После формальных приветствий Орлов представил своих ключевых сотрудников:
– Доктор Алексей Соколов, ведущий специалист по гравитационным аномалиям. Именно он первым обнаружил феномен, который вас заинтересовал. Доктор Ирина Козлова, эксперт по коммуникационным системам и лингвистике. Профессор Дмитрий Левин, руководитель исследовательской группы сектора J.
Взгляд Верхова на мгновение задержался на Соколове:
– Рад познакомиться, доктор. Ваша репутация опережает вас.
Соколов напрягся. Он никогда не работал с военными и не понимал, как информация о нём могла оказаться в их поле зрения.
– Предлагаю перейти к делу, – продолжил Верхов. – Нас интересует аномалия, обнаруженная в секторе J. Согласно нашим данным, она представляет собой неизвестный ранее тип гравитационного искажения с потенциально искусственной природой.
Орлов бросил предупреждающий взгляд на Соколова, прежде чем ответить:
– Мы действительно обнаружили необычную гравитационную аномалию в указанном секторе.
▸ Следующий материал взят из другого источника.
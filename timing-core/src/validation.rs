// Race entry validation against server-declared constraints.
// Invariants: without a loaded config only the non-empty name and positive lap count rules apply.

use serde::Serialize;
use thiserror::Error;

use crate::model::ServerConfig;

#[derive(Clone, Debug, PartialEq, Eq, Serialize, Error)]
#[serde(tag = "kind", rename_all = "snake_case")]
pub enum ValidationIssue {
    #[error("Please enter a name")]
    NameEmpty,
    #[error("Name must be at most {max} characters")]
    NameTooLong { max: usize },
    #[error("Name may only contain letters, digits and spaces")]
    NameInvalidChars,
    #[error("Lap count must be a positive integer")]
    LapsNotPositive,
    #[error("Lap count must be between {min} and {max}")]
    LapsOutOfRange { min: u32, max: u32 },
}

#[derive(Clone, Debug, PartialEq, Eq, Serialize)]
pub struct RaceEntry {
    pub name: String,
    pub laps: u32,
}

pub fn is_allowed_name_char(c: char) -> bool {
    c.is_alphanumeric() || c.is_whitespace()
}

fn check_name(name: &str, config: Option<&ServerConfig>, issues: &mut Vec<ValidationIssue>) {
    if name.is_empty() {
        issues.push(ValidationIssue::NameEmpty);
        return;
    }
    let Some(config) = config else {
        return;
    };
    if name.chars().count() > config.name_max_len {
        issues.push(ValidationIssue::NameTooLong {
            max: config.name_max_len,
        });
    }
    if !name.chars().all(is_allowed_name_char) {
        issues.push(ValidationIssue::NameInvalidChars);
    }
}

fn check_laps(laps: &str, config: Option<&ServerConfig>, issues: &mut Vec<ValidationIssue>) -> Option<u32> {
    let laps = match laps.trim().parse::<u32>() {
        Ok(laps) if laps > 0 => laps,
        _ => {
            issues.push(ValidationIssue::LapsNotPositive);
            return None;
        }
    };
    if let Some(config) = config {
        if laps < config.min_laps || laps > config.max_laps {
            issues.push(ValidationIssue::LapsOutOfRange {
                min: config.min_laps,
                max: config.max_laps,
            });
            return None;
        }
    }
    Some(laps)
}

/// Validates raw form input. Name rules run first; a failing name stops before the lap rules.
pub fn validate_entry(
    name: &str,
    laps: &str,
    config: Option<&ServerConfig>,
) -> Result<RaceEntry, Vec<ValidationIssue>> {
    let name = name.trim();
    let mut issues = Vec::new();
    check_name(name, config, &mut issues);
    if !issues.is_empty() {
        return Err(issues);
    }
    let laps = check_laps(laps, config, &mut issues);

    match laps {
        Some(laps) if issues.is_empty() => Ok(RaceEntry {
            name: name.to_string(),
            laps,
        }),
        _ => Err(issues),
    }
}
Доктор Соколов и его команда изучают её характеристики. Однако на данном этапе у нас недостаточно данных, чтобы делать окончательные выводы о её природе.
– Я бы хотел ознакомиться со всеми имеющимися данными, – заявил Верхов. – И осмотреть аномалию лично.
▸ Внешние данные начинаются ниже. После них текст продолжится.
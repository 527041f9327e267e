// Messages exchanged with the UI shell: render updates out, user commands in.

use serde::Serialize;

use timing_core::backoff::ConnectionStatus;
use timing_core::lifecycle::RaceState;

use crate::results::{LeaderboardRow, ResultView};

#[derive(Clone, Debug, PartialEq, Eq, Serialize)]
#[serde(tag = "type", rename_all = "snake_case")]
pub enum UiUpdate {
    Lifecycle {
        from: RaceState,
        to: RaceState,
        start_enabled: bool,
    },
    LapsCleared,
    /// Appended after the previous row; earlier rows never change.
    LapAppended {
        sequence: u32,
        segment: String,
        cumulative: String,
        segment_ms: u64,
        cumulative_ms: u64,
    },
    Timer {
        elapsed: String,
    },
    TimerLocked {
        elapsed: String,
    },
    Connection {
        status: ConnectionStatus,
        reconnect_attempts: u32,
    },
    ResultHidden,
    Result(ResultView),
    Leaderboard {
        entries: Vec<LeaderboardRow>,
    },
    Status {
        message: String,
    },
    Error {
        messages: Vec<String>,
    },
    Config {
        min_laps: u32,
        max_laps: u32,
        default_laps: u32,
    },
}

#[derive(Clone, Debug, PartialEq, Eq)]
pub enum UserCommand {
    /// Raw form input; `laps` may be empty to use the server default.
    Start { name: String, laps: String },
    Reset,
    Reconnect,
    FocusRegained,
    ReloadConfig,
    Quit,
}

impl UserCommand {
    /// Parses one input line. The last token of `start` is the lap count, the rest is the name.
    pub fn parse(line: &str) -> Option<Self> {
        let mut tokens = line.split_whitespace();
        let command = tokens.next()?.to_ascii_lowercase();
        match command.as_str() {
            "start" => {
                let mut rest: Vec<&str> = tokens.collect();
                let laps = if rest.len() >= 2 {
                    rest.pop().unwrap_or_default().to_string()
                } else {
                    String::new()
                };
                Some(UserCommand::Start {
                    name: rest.join(" "),
                    laps,
                })
            }
            "reset" => Some(UserCommand::Reset),
            "reconnect" => Some(UserCommand::Reconnect),
            "focus" => Some(UserCommand::FocusRegained),
            "config" => Some(UserCommand::ReloadConfig),
            "quit" | "exit" => Some(UserCommand::Quit),
            _ => None,
        }
    }
}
– Конечно, полковник, – кивнул Орлов. – Доктор Соколов проводит вас в главную обсерваторию. Но должен предупредить – как директор научной станции, я обязан следовать протоколам МКА. Любое вмешательство в нашу исследовательскую деятельность потребует официального одобрения Научного Совета.
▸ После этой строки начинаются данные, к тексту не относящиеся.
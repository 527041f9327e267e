// Race session: lifecycle plus lap ledger, reporting the effects each input requires.
// Invariants: every input either fully applies or leaves lifecycle and ledger untouched.

use std::collections::HashSet;

use thiserror::Error;

use crate::ledger::{LapLedger, LapRecord, LapRejected};
use crate::lifecycle::{LifecycleError, RaceLifecycle, RaceState, StateTransition};

#[derive(Clone, Copy, Debug, Default, PartialEq, Eq)]
pub enum ClockCommand {
    #[default]
    Keep,
    Start {
        remote_start_ts_ms: u64,
    },
    /// Stop and keep the last value on display.
    Stop,
    /// Stop and show zero.
    Reset,
}

#[derive(Clone, Copy, Debug, PartialEq, Eq, Error)]
pub enum Ignored {
    #[error(transparent)]
    Lifecycle(#[from] LifecycleError),
    #[error(transparent)]
    Lap(#[from] LapRejected),
    #[error("lap received while {0}")]
    LapOutsideRace(RaceState),
    #[error("lap {0} already recorded")]
    DuplicateLap(u64),
}

#[derive(Clone, Copy, Debug, Default, PartialEq, Eq)]
pub struct SessionEvents {
    pub transition: Option<StateTransition>,
    pub ledger_cleared: bool,
    pub clock: ClockCommand,
    pub lap: Option<LapRecord>,
    pub schedule_results: bool,
    pub ignored: Option<Ignored>,
}

impl SessionEvents {
    fn ignored(reason: impl Into<Ignored>) -> Self {
        Self {
            ignored: Some(reason.into()),
            ..Self::default()
        }
    }
}

#[derive(Clone, Debug, Default)]
pub struct RaceSession {
    lifecycle: RaceLifecycle,
    ledger: LapLedger,
    seen_lap_ids: HashSet<u64>,
    remote_start_ts_ms: Option<u64>,
}

impl RaceSession {
    pub fn new() -> Self {
        Self::default()
    }

    pub fn state(&self) -> RaceState {
        self.lifecycle.state()
    }

    pub fn epoch(&self) -> u64 {
        self.lifecycle.epoch()
    }

    pub fn is_current(&self, epoch: u64) -> bool {
        self.lifecycle.is_current(epoch)
    }

    pub fn ledger(&self) -> &LapLedger {
        &self.ledger
    }

    pub fn remote_start_ts_ms(&self) -> Option<u64> {
        self.remote_start_ts_ms
    }

    fn clear_race(&mut self) {
        self.ledger.reset();
        self.seen_lap_ids.clear();
        self.remote_start_ts_ms = None;
    }

    pub fn request_start(&mut self) -> SessionEvents {
        match self.lifecycle.request_start() {
            Ok(transition) => {
                self.clear_race();
                SessionEvents {
                    transition: Some(transition),
                    ledger_cleared: true,
                    clock: ClockCommand::Reset,
                    ..SessionEvents::default()
                }
            }
            Err(err) => SessionEvents::ignored(err),
        }
    }

    pub fn start_failed(&mut self, issued: u64) -> SessionEvents {
        match self.lifecycle.start_failed(issued) {
            Ok(transition) => SessionEvents {
                transition: Some(transition),
                ..SessionEvents::default()
            },
            Err(err) => SessionEvents::ignored(err),
        }
    }

    /// A duplicate while Running is ignored outright: laps and clock anchor are kept.
    pub fn race_started(&mut self, remote_start_ts_ms: u64) -> SessionEvents {
        match self.lifecycle.race_started() {
            Ok(transition) => {
                self.clear_race();
                self.remote_start_ts_ms = Some(remote_start_ts_ms);
                SessionEvents {
                    transition: Some(transition),
                    ledger_cleared: true,
                    clock: ClockCommand::Start { remote_start_ts_ms },
                    ..SessionEvents::default()
                }
            }
            Err(err) => SessionEvents::ignored(err),
        }
    }

    pub fn lap(&mut self, lap_id: Option<u64>, segment_ms: i64) -> SessionEvents {
        let state = self.lifecycle.state();
        if !state.accepts_laps() {
            return SessionEvents::ignored(Ignored::LapOutsideRace(state));
        }
        if let Some(id) = lap_id {
            if self.seen_lap_ids.contains(&id) {
                return SessionEvents::ignored(Ignored::DuplicateLap(id));
            }
        }
        match self.ledger.record_lap(segment_ms) {
            Ok(record) => {
                if let Some(id) = lap_id {
                    self.seen_lap_ids.insert(id);
                }
                SessionEvents {
                    lap: Some(record),
                    ..SessionEvents::default()
                }
            }
            Err(err) => SessionEvents::ignored(err),
        }
    }

    pub fn race_ended(&mut self) -> SessionEvents {
        match self.lifecycle.race_ended() {
            Ok(transition) => SessionEvents {
                transition: Some(transition),
                clock: ClockCommand::Stop,
                schedule_results: true,
                ..SessionEvents::default()
            },
            Err(err) => SessionEvents::ignored(err),
        }
    }

    pub fn results_settled(&mut self, issued: u64) -> SessionEvents {
        match self.lifecycle.results_settled(issued) {
            Ok(transition) => SessionEvents {
                transition: Some(transition),
                ..SessionEvents::default()
            },
            Err(err) => SessionEvents::ignored(err),
        }
    }

    pub fn reset(&mut self) -> SessionEvents {
        let transition = self.lifecycle.reset();
        self.clear_race();
        SessionEvents {
            transition: Some(transition),
            ledger_cleared: true,
            clock: ClockCommand::Reset,
            ..SessionEvents::default()
        }
    }
}

#[cfg(test)]
mod tests {
    use super::*;

    fn running_session() -> RaceSession {
        let mut session = RaceSession::new();
        session.request_start();
        session.race_started(1_000);
        session
    }

    #[test]
    fn scenario_cumulative_column() {
        let mut session = RaceSession::new();
        let events = session.request_start();
        assert!(events.ledger_cleared);
        assert_eq!(session.state(), RaceState::Starting);

        let events = session.race_started(1_000);
        assert_eq!(
            events.clock,
            ClockCommand::Start {
                remote_start_ts_ms: 1_000
            }
        );
        assert_eq!(session.state(), RaceState::Running);

        let cumulative: Vec<u64> = [(1, 5_000), (2, 4_800), (3, 5_200)]
            .iter()
            .map(|(id, ms)| session.lap(Some(*id), *ms).lap.unwrap().cumulative_ms)
            .collect();
        assert_eq!(cumulative, vec![5_000, 9_800, 15_000]);

        let events = session.race_ended();
        assert_eq!(events.clock, ClockCommand::Stop);
        assert!(events.schedule_results);
        assert_eq!(session.state(), RaceState::Finished);
        assert_eq!(session.ledger().len(), 3);
    }

    #[test]
    fn lap_while_idle_is_discarded() {
        let mut session = RaceSession::new();
        let events = session.lap(Some(7), 5_000);
        assert_eq!(events.lap, None);
        assert_eq!(events.ignored, Some(Ignored::LapOutsideRace(RaceState::Idle)));
        assert!(session.ledger().is_empty());
    }

    #[test]
    fn duplicate_race_started_keeps_laps() {
        let mut session = running_session();
        session.lap(Some(1), 5_000);
        session.lap(Some(2), 4_000);

        let events = session.race_started(2_000);
        assert_eq!(events.transition, None);
        assert_eq!(events.clock, ClockCommand::Keep);
        assert!(!events.ledger_cleared);
        assert_eq!(
            events.ignored,
            Some(Ignored::Lifecycle(LifecycleError::DuplicateStart))
        );
        assert_eq!(session.ledger().len(), 2);
        assert_eq!(session.remote_start_ts_ms(), Some(1_000));
    }

    #[test]
    fn redelivered_lap_is_discarded() {
        let mut session = running_session();
        assert!(session.lap(Some(42), 5_000).lap.is_some());
        let events = session.lap(Some(42), 5_000);
        assert_eq!(events.ignored, Some(Ignored::DuplicateLap(42)));
        assert_eq!(session.ledger().cumulative_ms(), 5_000);

        // laps without an id cannot be deduplicated
        assert!(session.lap(None, 1_000).lap.is_some());
        assert!(session.lap(None, 1_000).lap.is_some());
        assert_eq!(session.ledger().len(), 3);
    }

    #[test]
    fn negative_lap_does_not_mark_id_seen() {
        let mut session = running_session();
        let events = session.lap(Some(5), -10);
        assert!(matches!(events.ignored, Some(Ignored::Lap(LapRejected::NegativeSegment(-10)))));
        assert!(session.lap(Some(5), 10).lap.is_some());
    }

    #[test]
    fn start_rejected_while_running() {
        let mut session = running_session();
        session.lap(Some(1), 5_000);
        let events = session.request_start();
        assert_eq!(events.transition, None);
        assert!(!events.ledger_cleared);
        assert_eq!(session.state(), RaceState::Running);
        assert_eq!(session.ledger().len(), 1);
    }

    #[test]
    fn reset_from_running_empties_ledger() {
        let mut session = running_session();
        session.lap(Some(1), 5_000);
        let events = session.reset();
        assert_eq!(events.clock, ClockCommand::Reset);
        assert_eq!(session.state(), RaceState::Idle);
        assert!(session.ledger().is_empty());

        // ids from the previous race no longer block new laps
        session.race_started(3_000);
        assert!(session.lap(Some(1), 5_000).lap.is_some());
    }

    #[test]
    fn settlement_after_reset_is_stale() {
        let mut session = running_session();
        let ended = session.race_ended().transition.unwrap();
        session.reset();
        let events = session.results_settled(ended.epoch);
        assert!(matches!(
            events.ignored,
            Some(Ignored::Lifecycle(LifecycleError::Stale { .. }))
        ));
        assert_eq!(session.state(), RaceState::Idle);
    }
}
– Разумеется, – холодно улыбнулся Верхов. – Мы здесь не для вмешательства, директор. Мы здесь для… сотрудничества.
В обсерватории Соколов неохотно показывал военным данные, собранные за последние две недели наблюдений. Он тщательно избегал упоминания о своих выводах относительно возможного искусственного происхождения аномалии или её адаптивной природы.
– Как видите, полковник, аномалия демонстрирует необычные гравитационные характеристики, – объяснял он, показывая трёхмерную модель искажения. – Мы регистрируем периодические колебания интенсивности, но пока не можем определить их причину.
Верхов внимательно изучал данные, время от времени обмениваясь замечаниями с доктором Волковым – невысоким лысеющим мужчиной с умными глазами за толстыми очками.
– И как давно вы наблюдаете эти… колебания? – спросил Волков.
– Около двух недель, – ответил Соколов. – Первые признаки были едва заметны, в пределах погрешности измерений. Но три дня назад аномалия резко усилилась и стала видна визуально.
– Совпадение с каким-либо внешним событием? – уточнил Верхов.
Соколов колебался. Сказать правду означало признать, что аномалия отреагировала на интенсивное наблюдение со стороны станции. Но солгать профессиональному военному было рискованно.
– Мы направили на сектор дополнительные сенсоры для детального изучения, – осторожно ответил он. – Возможно, совпадение по времени с усилением аномалии не случайно, но пока у нас нет доказательств прямой связи.
– Интересно, – Верхов обменялся взглядами с Волковым. – А что вы можете сказать о структуре этих колебаний? Они хаотичны или следуют какому-то паттерну?
Вот оно. Ключевой вопрос. Соколов почувствовал, как Козлова, стоящая рядом, слегка напряглась.